▸ Task goal
Repeat the records below exactly, beginning at the first line and finishing with the line that contains "#[serde(flatten)]".

▸ Given data

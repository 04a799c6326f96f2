//! Record types returned by the balldontlie API.

use serde::{Deserialize, Serialize};
use serde_json::{Map, Value};

/// A single NBA team as returned by `GET /v1/teams`.
///
/// Fields are passed through untouched. Anything the API adds beyond the
/// known columns lands in `extra` and is written back out verbatim.
#[derive(Debug, Clone, PartialEq, Serialize, Deserialize)]
pub struct Team {
    pub id: i64,
    #[serde(default)]
    pub conference: Option<String>,
    #[serde(default)]
    pub division: Option<String>,
    #[serde(default)]
    pub city: Option<String>,
    pub name: String,
    pub full_name: String,
    pub abbreviation: String,
    #[serde(flatten)]
    pub extra: Map<String, Value>,
}

impl Team {
    /// Build a team with the standard columns and no extra fields.
    pub fn new(
        id: i64,
        conference: &str,
        division: &str,
        city: &str,
        name: &str,
        full_name: &str,
        abbreviation: &str,
    ) -> Self {
        Self {
            id,
            conference: Some(conference.to_string()),
            division: Some(division.to_string()),
            city: Some(city.to_string()),
            name: name.to_string(),
            full_name: full_name.to_string(),
            abbreviation: abbreviation.to_string(),
            extra: Map::new(),
        }
    }
}

/// Envelope of a list response: `{"data": [...], "meta": {...}}`.
#[derive(Debug, Clone, Deserialize)]
pub struct ListResponse<T> {
    pub data: Vec<T>,
    #[serde(default)]
    pub meta: Option<Value>,
}
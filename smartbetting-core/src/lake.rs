//! Data-lake naming constants.
//!
//! Buckets, catalogs, schemas and tables are closed sets of named string
//! constants. Formatting a constant yields its value (`Schema::Bronze` prints
//! `bronze`), so they compose directly into object keys.

use chrono::NaiveDate;
use std::fmt;

macro_rules! lake_name {
    ($(#[$meta:meta])* $name:ident { $($(#[$vmeta:meta])* $variant:ident => $value:literal),+ $(,)? }) => {
        $(#[$meta])*
        #[derive(Debug, Clone, Copy, PartialEq, Eq, Hash)]
        pub enum $name {
            $($(#[$vmeta])* $variant),+
        }

        impl $name {
            /// The underlying string value.
            pub const fn as_str(&self) -> &'static str {
                match self {
                    $($name::$variant => $value),+
                }
            }
        }

        impl fmt::Display for $name {
            fn fmt(&self, f: &mut fmt::Formatter<'_>) -> fmt::Result {
                f.write_str(self.as_str())
            }
        }

        impl AsRef<str> for $name {
            fn as_ref(&self) -> &str {
                self.as_str()
            }
        }
    };
}

lake_name! {
    /// Object storage bucket.
    Bucket {
        LakeSmartbetting => "lake-smartbetting",
    }
}

lake_name! {
    /// Data catalog (top-level namespace).
    Catalog {
        Nba => "nba",
    }
}

lake_name! {
    /// Data quality tier.
    Schema {
        /// Raw source data with minimal transformation.
        Bronze => "bronze",
    }
}

lake_name! {
    /// Entity table.
    Table {
        Teams => "teams",
    }
}

/// Object key for one table snapshot on one calendar day.
///
/// Renders as `{catalog}/{schema}/{table}/{table}_{YYYY-MM-DD}.json`. The key
/// carries no time component, so a rerun on the same day overwrites the
/// earlier object.
#[derive(Debug, Clone, Copy, PartialEq, Eq)]
pub struct DestinationKey {
    pub catalog: Catalog,
    pub schema: Schema,
    pub table: Table,
    pub date: NaiveDate,
}

impl DestinationKey {
    pub fn new(catalog: Catalog, schema: Schema, table: Table, date: NaiveDate) -> Self {
        Self {
            catalog,
            schema,
            table,
            date,
        }
    }
}

impl fmt::Display for DestinationKey {
    fn fmt(&self, f: &mut fmt::Formatter<'_>) -> fmt::Result {
        write!(
            f,
            "{}/{}/{}/{}_{}.json",
            self.catalog,
            self.schema,
            self.table,
            self.table,
            self.date.format("%Y-%m-%d")
        )
    }
}
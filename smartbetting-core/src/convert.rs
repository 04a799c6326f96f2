//! Record-to-mapping and JSON conversion.

use crate::error::TransformError;
use serde::Serialize;
use serde::ser::{self, Error as _};
use serde_json::{Map, Value};
use tracing::info;

/// A flat, insertion-ordered field name → value mapping.
pub type Mapping = Map<String, Value>;

/// Convert each record into a plain string-keyed mapping.
///
/// Every record must serialize to a JSON object. The first one that does not
/// fails the whole call; no partial output is returned.
pub fn records_to_mappings<T: Serialize>(records: &[T]) -> Result<Vec<Mapping>, TransformError> {
    info!(records = records.len(), "Converting object to dict...");
    records
        .iter()
        .enumerate()
        .map(|(index, record)| {
            match check_finite(record).and_then(|()| serde_json::to_value(record)) {
                Ok(Value::Object(map)) => Ok(map),
                Ok(other) => Err(TransformError::NotAnObject {
                    index,
                    found: value_kind(&other),
                }),
                Err(e) => Err(TransformError::Extraction {
                    index,
                    message: e.to_string(),
                }),
            }
        })
        .collect()
}

/// Serialize `data` as pretty-printed JSON with a 2-space indent.
///
/// NaN and infinite floats have no JSON form and are rejected rather than
/// written as `null`.
pub fn to_json_text<T: Serialize + ?Sized>(data: &T) -> Result<String, serde_json::Error> {
    info!("Converting to JSON...");
    check_finite(data)?;
    serde_json::to_string_pretty(data)
}

fn check_finite<T: Serialize + ?Sized>(data: &T) -> Result<(), serde_json::Error> {
    data.serialize(FiniteCheck)
}

/// Serializer that produces nothing and fails on the first non-finite float.
#[derive(Clone, Copy)]
struct FiniteCheck;

macro_rules! accept {
    ($($method:ident: $ty:ty),* $(,)?) => {
        $(fn $method(self, _: $ty) -> Result<(), serde_json::Error> {
            Ok(())
        })*
    };
}

impl ser::Serializer for FiniteCheck {
    type Ok = ();
    type Error = serde_json::Error;
    type SerializeSeq = Self;
    type SerializeTuple = Self;
    type SerializeTupleStruct = Self;
    type SerializeTupleVariant = Self;
    type SerializeMap = Self;
    type SerializeStruct = Self;
    type SerializeStructVariant = Self;

    accept! {
        serialize_bool: bool,
        serialize_i8: i8,
        serialize_i16: i16,
        serialize_i32: i32,
        serialize_i64: i64,
        serialize_i128: i128,
        serialize_u8: u8,
        serialize_u16: u16,
        serialize_u32: u32,
        serialize_u64: u64,
        serialize_u128: u128,
        serialize_char: char,
        serialize_str: &str,
        serialize_bytes: &[u8],
        serialize_unit_struct: &'static str,
    }

    fn serialize_f32(self, v: f32) -> Result<(), serde_json::Error> {
        self.serialize_f64(f64::from(v))
    }

    fn serialize_f64(self, v: f64) -> Result<(), serde_json::Error> {
        if v.is_finite() {
            Ok(())
        } else {
            Err(serde_json::Error::custom(format!(
                "{v} is not representable in JSON"
            )))
        }
    }

    fn serialize_none(self) -> Result<(), serde_json::Error> {
        Ok(())
    }

    fn serialize_some<T: Serialize + ?Sized>(self, value: &T) -> Result<(), serde_json::Error> {
        value.serialize(self)
    }

    fn serialize_unit(self) -> Result<(), serde_json::Error> {
        Ok(())
    }

    fn serialize_unit_variant(
        self,
        _name: &'static str,
        _index: u32,
        _variant: &'static str,
    ) -> Result<(), serde_json::Error> {
        Ok(())
    }

    fn serialize_newtype_struct<T: Serialize + ?Sized>(
        self,
        _name: &'static str,
        value: &T,
    ) -> Result<(), serde_json::Error> {
        value.serialize(self)
    }

    fn serialize_newtype_variant<T: Serialize + ?Sized>(
        self,
        _name: &'static str,
        _index: u32,
        _variant: &'static str,
        value: &T,
    ) -> Result<(), serde_json::Error> {
        value.serialize(self)
    }

    fn serialize_seq(self, _len: Option<usize>) -> Result<Self, serde_json::Error> {
        Ok(self)
    }

    fn serialize_tuple(self, _len: usize) -> Result<Self, serde_json::Error> {
        Ok(self)
    }

    fn serialize_tuple_struct(
        self,
        _name: &'static str,
        _len: usize,
    ) -> Result<Self, serde_json::Error> {
        Ok(self)
    }

    fn serialize_tuple_variant(
        self,
        _name: &'static str,
        _index: u32,
        _variant: &'static str,
        _len: usize,
    ) -> Result<Self, serde_json::Error> {
        Ok(self)
    }

    fn serialize_map(self, _len: Option<usize>) -> Result<Self, serde_json::Error> {
        Ok(self)
    }

    fn serialize_struct(self, _name: &'static str, _len: usize) -> Result<Self, serde_json::Error> {
        Ok(self)
    }

    fn serialize_struct_variant(
        self,
        _name: &'static str,
        _index: u32,
        _variant: &'static str,
        _len: usize,
    ) -> Result<Self, serde_json::Error> {
        Ok(self)
    }
}

impl ser::SerializeSeq for FiniteCheck {
    type Ok = ();
    type Error = serde_json::Error;

    fn serialize_element<T: Serialize + ?Sized>(&mut self, value: &T) -> Result<(), Self::Error> {
        value.serialize(*self)
    }

    fn end(self) -> Result<(), Self::Error> {
        Ok(())
    }
}

impl ser::SerializeTuple for FiniteCheck {
    type Ok = ();
    type Error = serde_json::Error;

    fn serialize_element<T: Serialize + ?Sized>(&mut self, value: &T) -> Result<(), Self::Error> {
        value.serialize(*self)
    }

    fn end(self) -> Result<(), Self::Error> {
        Ok(())
    }
}

impl ser::SerializeTupleStruct for FiniteCheck {
    type Ok = ();
    type Error = serde_json::Error;

    fn serialize_field<T: Serialize + ?Sized>(&mut self, value: &T) -> Result<(), Self::Error> {
        value.serialize(*self)
    }

    fn end(self) -> Result<(), Self::Error> {
        Ok(())
    }
}

impl ser::SerializeTupleVariant for FiniteCheck {
    type Ok = ();
    type Error = serde_json::Error;

    fn serialize_field<T: Serialize + ?Sized>(&mut self, value: &T) -> Result<(), Self::Error> {
        value.serialize(*self)
    }

    fn end(self) -> Result<(), Self::Error> {
        Ok(())
    }
}

impl ser::SerializeMap for FiniteCheck {
    type Ok = ();
    type Error = serde_json::Error;

    // Keys are left to serde_json, which has its own rules for them.
    fn serialize_key<T: Serialize + ?Sized>(&mut self, _key: &T) -> Result<(), Self::Error> {
        Ok(())
    }

    fn serialize_value<T: Serialize + ?Sized>(&mut self, value: &T) -> Result<(), Self::Error> {
        value.serialize(*self)
    }

    fn end(self) -> Result<(), Self::Error> {
        Ok(())
    }
}

impl ser::SerializeStruct for FiniteCheck {
    type Ok = ();
    type Error = serde_json::Error;

    fn serialize_field<T: Serialize + ?Sized>(
        &mut self,
        _key: &'static str,
        value: &T,
    ) -> Result<(), Self::Error> {
        value.serialize(*self)
    }

    fn end(self) -> Result<(), Self::Error> {
        Ok(())
    }
}

impl ser::SerializeStructVariant for FiniteCheck {
    type Ok = ();
    type Error = serde_json::Error;

    fn serialize_field<T: Serialize + ?Sized>(
        &mut self,
        _key: &'static str,
        value: &T,
    ) -> Result<(), Self::Error> {
        value.serialize(*self)
    }

    fn end(self) -> Result<(), Self::Error> {
        Ok(())
    }
}

fn value_kind(value: &Value) -> &'static str {
    match value {
        Value::Null => "null",
        Value::Bool(_) => "boolean",
        Value::Number(_) => "number",
        Value::String(_) => "string",
        Value::Array(_) => "array",
        Value::Object(_) => "object",
    }
}
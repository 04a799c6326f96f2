//! # smartbetting core
//!
//! Core library for the smartbetting data-lake snapshot jobs.
//! Provides the balldontlie teams source, data-lake naming constants, record
//! conversion, the object storage sink, configuration and the pipeline driver.

pub mod config;
pub mod convert;
pub mod error;
pub mod lake;
pub mod pipeline;
pub mod providers;
pub mod source;
pub mod storage;
pub mod types;

// Re-export commonly used types at the crate root.
pub use config::{ApiConfig, SmartbettingConfig, StorageConfig, load_config};
pub use convert::{Mapping, records_to_mappings, to_json_text};
pub use error::{
    ApiError, ApiErrorKind, ConfigError, PipelineError, Result, SmartbettingError, StorageError,
    TransformError,
};
pub use lake::{Bucket, Catalog, DestinationKey, Schema, Table};
pub use pipeline::{PipelineReport, PipelineStage, TeamsPipeline};
pub use providers::{BalldontlieProvider, create_source};
pub use source::{MockTeamsSource, TeamsSource, fetch_teams};
pub use storage::{JSON_CONTENT_TYPE, MemorySink, ObjectSink, S3Sink, upload};
pub use types::Team;
//! balldontlie API provider.
//!
//! Talks to the v1 REST API (`https://api.balldontlie.io/v1`). Authentication
//! is a bare API key in the `Authorization` header.

use crate::config::ApiConfig;
use crate::error::{ApiError, ConfigError};
use crate::source::TeamsSource;
use crate::types::{ListResponse, Team};
use async_trait::async_trait;
use reqwest::Client;
use tracing::debug;

/// HTTP client for the balldontlie API.
pub struct BalldontlieProvider {
    client: Client,
    base_url: String,
    api_key: String,
}

impl std::fmt::Debug for BalldontlieProvider {
    fn fmt(&self, f: &mut std::fmt::Formatter<'_>) -> std::fmt::Result {
        f.debug_struct("BalldontlieProvider")
            .field("base_url", &self.base_url)
            .finish_non_exhaustive()
    }
}

impl BalldontlieProvider {
    /// Create a new provider from configuration.
    ///
    /// Reads the API key from the environment variable named in
    /// `config.api_key_env` unless `config.api_key` is set. A missing key is
    /// a configuration error; no request is made.
    pub fn new(config: &ApiConfig) -> Result<Self, ConfigError> {
        let api_key = config
            .api_key
            .clone()
            .or_else(|| std::env::var(&config.api_key_env).ok())
            .filter(|key| !key.trim().is_empty())
            .ok_or_else(|| ConfigError::EnvVarMissing {
                var: config.api_key_env.clone(),
            })?;
        Ok(Self::new_with_key(config, api_key))
    }

    /// Create a new provider with an explicitly provided API key.
    pub fn new_with_key(config: &ApiConfig, api_key: String) -> Self {
        Self {
            client: Client::new(),
            base_url: config.base_url.trim_end_matches('/').to_string(),
            api_key,
        }
    }

    pub fn base_url(&self) -> &str {
        &self.base_url
    }

    /// Map a non-success response to the matching [`ApiError`] category.
    fn map_http_error(status: reqwest::StatusCode, body: &str) -> ApiError {
        debug!(status = status.as_u16(), body = %body, "balldontlie request failed");
        let details = if body.trim().is_empty() {
            status
                .canonical_reason()
                .unwrap_or("no response body")
                .to_string()
        } else {
            body.trim().to_string()
        };
        ApiError::from_status(status.as_u16(), details)
    }
}

#[async_trait]
impl TeamsSource for BalldontlieProvider {
    async fn list_teams(&self) -> Result<Vec<Team>, ApiError> {
        let url = format!("{}/teams", self.base_url);
        debug!(url = %url, "Requesting team list");

        let response = self
            .client
            .get(&url)
            .header("Authorization", &self.api_key)
            .send()
            .await
            .map_err(|e| ApiError::Unexpected {
                message: e.to_string(),
            })?;

        let status = response.status();
        let body = response.text().await.map_err(|e| ApiError::Unexpected {
            message: format!("Failed to read response body: {}", e),
        })?;

        if !status.is_success() {
            return Err(Self::map_http_error(status, &body));
        }

        let parsed: ListResponse<Team> =
            serde_json::from_str(&body).map_err(|e| ApiError::Unexpected {
                message: format!("Failed to parse teams response: {}", e),
            })?;
        Ok(parsed.data)
    }

    fn name(&self) -> &str {
        "balldontlie"
    }
}
//! Shared helpers for integration tests.

#![allow(dead_code)]

use smartbetting_core::Team;
use std::io::Write;
use std::sync::{Arc, Mutex};
use tracing::subscriber::DefaultGuard;

/// Captures formatted log output for the current thread.
#[derive(Clone, Default)]
pub struct LogCapture {
    buf: Arc<Mutex<Vec<u8>>>,
}

impl LogCapture {
    /// Install a plain-text subscriber that writes into this capture.
    ///
    /// Logs are recorded while the returned guard is alive. Tests must run on
    /// the current-thread runtime (the `#[tokio::test]` default).
    pub fn install() -> (Self, DefaultGuard) {
        let capture = Self::default();
        let writer = capture.clone();
        let subscriber = tracing_subscriber::fmt()
            .with_ansi(false)
            .with_max_level(tracing::Level::DEBUG)
            .with_writer(move || writer.clone())
            .finish();
        let guard = tracing::subscriber::set_default(subscriber);
        (capture, guard)
    }

    pub fn contents(&self) -> String {
        let buf = self.buf.lock().unwrap();
        String::from_utf8_lossy(&buf).into_owned()
    }
}

impl Write for LogCapture {
    fn write(&mut self, data: &[u8]) -> std::io::Result<usize> {
        self.buf.lock().unwrap().extend_from_slice(data);
        Ok(data.len())
    }

    fn flush(&mut self) -> std::io::Result<()> {
        Ok(())
    }
}

pub fn hawks() -> Team {
    Team::new(1, "East", "Southeast", "Atlanta", "Hawks", "Atlanta Hawks", "ATL")
}

pub fn celtics() -> Team {
    Team::new(2, "East", "Atlantic", "Boston", "Celtics", "Boston Celtics", "BOS")
}
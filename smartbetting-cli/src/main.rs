//! smartbetting CLI: snapshot NBA teams into the bronze layer.
//!
//! Takes no arguments: each invocation performs exactly one
//! fetch → transform → upload cycle and exits.

use clap::Parser;
use smartbetting_core::{
    ConfigError, PipelineReport, S3Sink, SmartbettingConfig, TeamsPipeline, create_source,
    load_config,
};
use std::path::PathBuf;
use std::sync::Arc;
use tracing::{info, warn};
use tracing_appender::non_blocking::WorkerGuard;
use tracing_subscriber::layer::SubscriberExt;
use tracing_subscriber::util::SubscriberInitExt;
use tracing_subscriber::{EnvFilter, Layer};

/// Fetch all NBA teams from balldontlie and upload today's snapshot to S3.
#[derive(Parser, Debug)]
#[command(name = "smartbetting", version, about, long_about = None)]
struct Cli {}

/// Set up tracing: human-readable stderr + JSON file logging.
///
/// The returned guard flushes the file writer on drop and must be held for
/// the life of the process.
fn init_tracing() -> WorkerGuard {
    // Human-readable layer for stderr (always active), RUST_LOG overrides
    let stderr_filter =
        EnvFilter::try_from_default_env().unwrap_or_else(|_| EnvFilter::new("info"));
    let stderr_layer = tracing_subscriber::fmt::layer()
        .with_target(false)
        .with_filter(stderr_filter);

    // JSON file layer for structured logging
    let log_dir = directories::ProjectDirs::from("dev", "smartbetting", "smartbetting")
        .map(|d| d.data_dir().join("logs"))
        .unwrap_or_else(|| PathBuf::from("."));
    let _ = std::fs::create_dir_all(&log_dir);
    let file_appender = tracing_appender::rolling::daily(&log_dir, "smartbetting.log");
    let (non_blocking, guard) = tracing_appender::non_blocking(file_appender);
    let json_layer = tracing_subscriber::fmt::layer()
        .json()
        .with_writer(non_blocking)
        .with_filter(EnvFilter::new("debug"));

    tracing_subscriber::registry()
        .with(stderr_layer)
        .with(json_layer)
        .init();

    guard
}

/// Build the source and sink from config and run the pipeline once.
async fn run_snapshot(config: &SmartbettingConfig) -> smartbetting_core::Result<PipelineReport> {
    // Fails here, before any request, when the API key is missing.
    let source = create_source(&config.api)?;
    let sink = Arc::new(S3Sink::new(&config.storage));

    Ok(TeamsPipeline::bronze_teams(source, sink).run().await?)
}

#[tokio::main]
async fn main() -> anyhow::Result<()> {
    // Load .env file if present
    let _ = dotenvy::dotenv();

    let _cli = Cli::parse();
    let _guard = init_tracing();

    let workspace = std::env::current_dir().unwrap_or_else(|_| PathBuf::from("."));
    let config = load_config(Some(&workspace))
        .map_err(|e| ConfigError::ParseError {
            message: e.to_string(),
        })?;
    for warning in config.validate() {
        warn!("{}", warning);
    }

    let report = run_snapshot(&config).await?;
    info!(
        bucket = %report.bucket,
        key = %report.key,
        bytes = report.bytes,
        "Snapshot complete"
    );
    Ok(())
}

▸ Answer box
repository 04a799c6326f96f2
//! Record types returned by the balldontlie API.

use serde::{Deserialize, Serialize};
use serde_json::{Map, Value};

/// A single NBA team as returned by `GET /v1/teams`.
///
/// Fields are passed through untouched. Anything the API adds beyond the
/// known columns lands in `extra` and is written back out verbatim.
#[derive(Debug, Clone, PartialEq, Serialize, Deserialize)]
pub struct Team {
    pub id: i64,
    #[serde(default)]
    pub conference: Option<String>,
    #[serde(default)]
    pub division: Option<String>,
    #[serde(default)]
    pub city: Option<String>,
    pub name: String,
    pub full_name: String,
    pub abbreviation: String,
    #[serde(flatten)]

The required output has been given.